§ Stored data entries:
[Start of Attachment]
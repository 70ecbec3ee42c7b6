//! Locating the scenario that declared a failed step.
//!
//! One top-to-bottom scan per document, maintaining running state for the
//! background buffer and the scenario being read; the previous scenario
//! is evaluated whenever a new header appears and once more at end of
//! document. The first match across the ordered corpus wins.

use std::collections::BTreeSet;

use super::matcher::step_matches;
use super::{
    header_value, is_examples_header, is_step_line, is_table_row, parse_table_row, parse_tags,
    scenario_header, ScenarioRecord,
};
use crate::ports::corpus::{FeatureCorpus, FeatureDocument};

/// Scans a feature-document corpus for the scenario containing a step.
///
/// Holds no state beyond the corpus reference; safe to call from multiple
/// threads.
pub struct ScenarioLocator<'a> {
    corpus: &'a dyn FeatureCorpus,
}

/// Scenario being accumulated during a document scan.
struct PendingScenario {
    name: String,
    is_outline: bool,
    header_line: u32,
    tags: BTreeSet<String>,
    steps: Vec<String>,
    data_rows: Vec<String>,
    examples: Vec<Vec<String>>,
    raw: Vec<String>,
}

impl PendingScenario {
    fn start(
        name: String,
        is_outline: bool,
        header_line: u32,
        tags: BTreeSet<String>,
        raw: &str,
    ) -> Self {
        Self {
            name,
            is_outline,
            header_line,
            tags,
            steps: Vec::new(),
            data_rows: Vec::new(),
            examples: Vec::new(),
            raw: vec![raw.to_string()],
        }
    }
}

impl<'a> ScenarioLocator<'a> {
    /// Creates a locator over the given corpus.
    #[must_use]
    pub fn new(corpus: &'a dyn FeatureCorpus) -> Self {
        Self { corpus }
    }

    /// Finds the first scenario, across the corpus in order, that both
    /// satisfies the optional name hint and contains the failed step.
    ///
    /// Returns `Ok(None)` for empty step text and when nothing matches —
    /// absence is a normal outcome, not a fault.
    ///
    /// # Errors
    ///
    /// Returns an error only when the corpus itself cannot be read.
    pub fn locate(
        &self,
        failed_step: &str,
        scenario_hint: Option<&str>,
    ) -> Result<Option<ScenarioRecord>, Box<dyn std::error::Error + Send + Sync>> {
        if failed_step.trim().is_empty() {
            return Ok(None);
        }
        for document in self.corpus.documents()? {
            if let Some(record) = scan_document(&document, failed_step, scenario_hint) {
                return Ok(Some(record));
            }
        }
        Ok(None)
    }
}

/// Scans one document; returns the first scenario satisfying both the
/// name hint and step membership.
fn scan_document(
    document: &FeatureDocument,
    failed_step: &str,
    scenario_hint: Option<&str>,
) -> Option<ScenarioRecord> {
    let mut feature_name = String::new();
    let mut feature_tags: BTreeSet<String> = BTreeSet::new();
    let mut background_steps: Vec<String> = Vec::new();
    let mut background_raw: Vec<String> = Vec::new();
    let mut in_background = false;
    let mut in_examples = false;
    let mut pending_tags: BTreeSet<String> = BTreeSet::new();
    let mut current: Option<PendingScenario> = None;

    for (index, line) in document.content.lines().enumerate() {
        let trimmed = line.trim();

        if trimmed.starts_with('@') {
            pending_tags.extend(parse_tags(trimmed));
            continue;
        }
        if let Some(name) = header_value(trimmed, "Feature") {
            feature_name = name.to_string();
            // Tags above the feature header are feature-level; scenarios
            // inherit them.
            feature_tags = std::mem::take(&mut pending_tags);
            continue;
        }
        if header_value(trimmed, "Background").is_some() {
            in_background = true;
            in_examples = false;
            continue;
        }
        if let Some((name, is_outline)) = scenario_header(trimmed) {
            if let Some(finished) = current.take() {
                let evaluated = evaluate(
                    finished,
                    &feature_name,
                    &background_steps,
                    &background_raw,
                    document,
                    failed_step,
                    scenario_hint,
                );
                if evaluated.is_some() {
                    return evaluated;
                }
            }
            let header_line = u32::try_from(index + 1).unwrap_or(u32::MAX);
            let mut tags = feature_tags.clone();
            tags.append(&mut pending_tags);
            current = Some(PendingScenario::start(name, is_outline, header_line, tags, trimmed));
            in_background = false;
            in_examples = false;
            continue;
        }
        if is_examples_header(trimmed) {
            in_examples = true;
            if let Some(scenario) = current.as_mut() {
                scenario.raw.push(trimmed.to_string());
            }
            continue;
        }
        if is_step_line(trimmed) {
            if in_background {
                background_steps.push(trimmed.to_string());
                background_raw.push(trimmed.to_string());
            } else if let Some(scenario) = current.as_mut() {
                scenario.steps.push(trimmed.to_string());
                scenario.raw.push(trimmed.to_string());
            }
            continue;
        }
        if is_table_row(trimmed) {
            if in_examples {
                if let Some(scenario) = current.as_mut() {
                    scenario.examples.push(parse_table_row(trimmed));
                    scenario.raw.push(trimmed.to_string());
                }
            } else if in_background {
                background_raw.push(trimmed.to_string());
            } else if let Some(scenario) = current.as_mut() {
                scenario.data_rows.push(trimmed.to_string());
                scenario.raw.push(trimmed.to_string());
            }
            continue;
        }
        if !trimmed.is_empty() {
            if let Some(scenario) = current.as_mut() {
                scenario.raw.push(trimmed.to_string());
            }
        }
    }

    current.take().and_then(|finished| {
        evaluate(
            finished,
            &feature_name,
            &background_steps,
            &background_raw,
            document,
            failed_step,
            scenario_hint,
        )
    })
}

/// Checks the name hint and step membership for one finished scenario and
/// builds its record when both hold.
fn evaluate(
    scenario: PendingScenario,
    feature_name: &str,
    background_steps: &[String],
    background_raw: &[String],
    document: &FeatureDocument,
    failed_step: &str,
    scenario_hint: Option<&str>,
) -> Option<ScenarioRecord> {
    if let Some(hint) = scenario_hint {
        let hint = hint.trim();
        // Instantiated outline names differ from the template name, so
        // outlines match by mutual containment instead of equality.
        let name_matches = if scenario.is_outline {
            hint.contains(&scenario.name) || scenario.name.contains(hint)
        } else {
            scenario.name == hint
        };
        if !name_matches {
            return None;
        }
    }

    let contains_step = background_steps.iter().any(|step| step_matches(step, failed_step))
        || scenario.steps.iter().any(|step| step_matches(step, failed_step))
        || scenario
            .data_rows
            .iter()
            .any(|row| parse_table_row(row).iter().any(|cell| step_contains_cell(failed_step, cell)))
        || scenario
            .examples
            .iter()
            .skip(1)
            .any(|row| row.iter().any(|cell| step_contains_cell(failed_step, cell)));
    if !contains_step {
        return None;
    }

    let mut steps: Vec<String> = background_steps.to_vec();
    steps.extend(scenario.steps.iter().cloned());
    let text = scenario.raw.join("\n");
    let examples = if scenario.is_outline { scenario.examples } else { Vec::new() };

    Some(ScenarioRecord {
        feature_name: feature_name.to_string(),
        scenario_name: scenario.name,
        steps,
        tags: scenario.tags,
        source_file: document.name.clone(),
        line: scenario.header_line,
        text,
        background_text: background_raw.join("\n"),
        data_table_rows: scenario.data_rows,
        examples,
        is_outline: scenario.is_outline,
    })
}

/// Whole-token containment for table-row membership: the cell value must
/// appear in the failed step bounded by non-alphanumeric characters, so a
/// one-character cell cannot claim arbitrary steps.
fn step_contains_cell(failed_step: &str, cell: &str) -> bool {
    let cell = cell.trim();
    if cell.is_empty() {
        return false;
    }
    failed_step.match_indices(cell).any(|(start, _)| {
        let before_ok =
            failed_step[..start].chars().next_back().is_none_or(|c| !c.is_alphanumeric());
        let after_ok = failed_step[start + cell.len()..]
            .chars()
            .next()
            .is_none_or(|c| !c.is_alphanumeric());
        before_ok && after_ok
    })
}

#[cfg(test)]
mod tests {
    use super::ScenarioLocator;
    use crate::adapters::memory::InMemoryCorpus;

    const LOGIN_FEATURE: &str = "\
@auth
Feature: Login

  Background:
    Given the service is running

  @smoke @login
  Scenario: Successful login
    When I click the login button
    Then I see the dashboard

  Scenario Outline: Login with credentials
    When I enter \"<email>\" in the field
    Then I see the dashboard
    Examples:
      | email     |
      | a@b.com   |
      | c@d.org   |
";

    const CART_FEATURE: &str = "\
Feature: Cart

  Scenario: Successful login
    When I add an item to the cart

  Scenario: Bulk add
    When I add the following items:
      | qty | name  |
      | 5   | apple |
";

    fn corpus() -> InMemoryCorpus {
        InMemoryCorpus::new(vec![
            ("cart.feature", CART_FEATURE),
            ("login.feature", LOGIN_FEATURE),
        ])
    }

    #[test]
    fn empty_step_text_is_absent_not_an_error() {
        let corpus = corpus();
        let locator = ScenarioLocator::new(&corpus);
        assert!(locator.locate("  ", None).unwrap().is_none());
    }

    #[test]
    fn unknown_step_returns_absent() {
        let corpus = corpus();
        let locator = ScenarioLocator::new(&corpus);
        assert!(locator.locate("When I do something unheard of", None).unwrap().is_none());
    }

    #[test]
    fn finds_plain_scenario_and_prepends_background() {
        let corpus = corpus();
        let locator = ScenarioLocator::new(&corpus);
        let record = locator.locate("When I click the login button", None).unwrap().unwrap();

        assert_eq!(record.feature_name, "Login");
        assert_eq!(record.scenario_name, "Successful login");
        assert_eq!(record.source_file, "login.feature");
        assert!(!record.is_outline);
        assert_eq!(record.steps[0], "Given the service is running");
        assert_eq!(record.steps[1], "When I click the login button");
        assert!(record.tags.contains("@smoke"));
        assert!(record.tags.contains("@login"));
        assert!(record.tags.contains("@auth"));
    }

    #[test]
    fn feature_tags_are_inherited_by_every_scenario() {
        let corpus = corpus();
        let locator = ScenarioLocator::new(&corpus);
        // The outline carries no tags of its own; @auth sits above the
        // Feature header.
        let record =
            locator.locate("When I enter \"a@b.com\" in the field", None).unwrap().unwrap();

        assert!(record.tags.contains("@auth"));
        assert!(!record.tags.contains("@smoke"));
    }

    #[test]
    fn same_name_in_another_document_does_not_shadow_the_real_match() {
        // cart.feature scans first and has a scenario with the same name,
        // but only login.feature contains the step.
        let corpus = corpus();
        let locator = ScenarioLocator::new(&corpus);
        let record = locator
            .locate("When I click the login button", Some("Successful login"))
            .unwrap()
            .unwrap();

        assert_eq!(record.source_file, "login.feature");
    }

    #[test]
    fn name_hint_requires_exact_match_for_plain_scenarios() {
        let corpus = corpus();
        let locator = ScenarioLocator::new(&corpus);
        let absent =
            locator.locate("When I click the login button", Some("Successful")).unwrap();
        assert!(absent.is_none());
    }

    #[test]
    fn outline_is_found_through_an_instantiated_step() {
        let corpus = corpus();
        let locator = ScenarioLocator::new(&corpus);
        let record =
            locator.locate("When I enter \"a@b.com\" in the field", None).unwrap().unwrap();

        assert!(record.is_outline);
        assert_eq!(record.scenario_name, "Login with credentials");
        assert_eq!(record.examples.len(), 3);
        assert!(record.steps.iter().any(|step| step.contains("<email>")));
    }

    #[test]
    fn outline_name_hint_matches_relaxed() {
        let corpus = corpus();
        let locator = ScenarioLocator::new(&corpus);
        let record = locator
            .locate(
                "When I enter \"a@b.com\" in the field",
                Some("Login with credentials -- a@b.com"),
            )
            .unwrap()
            .unwrap();

        assert_eq!(record.scenario_name, "Login with credentials");
    }

    #[test]
    fn examples_row_content_counts_as_membership() {
        let corpus = corpus();
        let locator = ScenarioLocator::new(&corpus);
        // The literal value appears only in the examples table.
        let record = locator.locate("When I use c@d.org somewhere", None).unwrap().unwrap();

        assert!(record.is_outline);
        assert_eq!(record.scenario_name, "Login with credentials");
    }

    #[test]
    fn short_data_table_cell_only_matches_as_a_whole_token() {
        let corpus = corpus();
        let locator = ScenarioLocator::new(&corpus);

        // "15" contains the cell value "5" but not as a whole token.
        assert!(locator.locate("When I wait 15 seconds", None).unwrap().is_none());

        let record = locator.locate("When I add 5 of each", None).unwrap().unwrap();
        assert_eq!(record.scenario_name, "Bulk add");
    }

    #[test]
    fn scanning_stops_at_the_first_matching_document() {
        let corpus = corpus();
        let locator = ScenarioLocator::new(&corpus);
        let record = locator.locate("When I add an item to the cart", None).unwrap().unwrap();

        assert_eq!(record.source_file, "cart.feature");
        assert_eq!(record.feature_name, "Cart");
    }
}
[End of Attachment]
§ Exercise: Your task is to copy each line of the entries that includes the word "across".

§ Answer section:
//! document. The first match across the ordered corpus wins.
    /// Finds the first scenario, across the corpus in order, that both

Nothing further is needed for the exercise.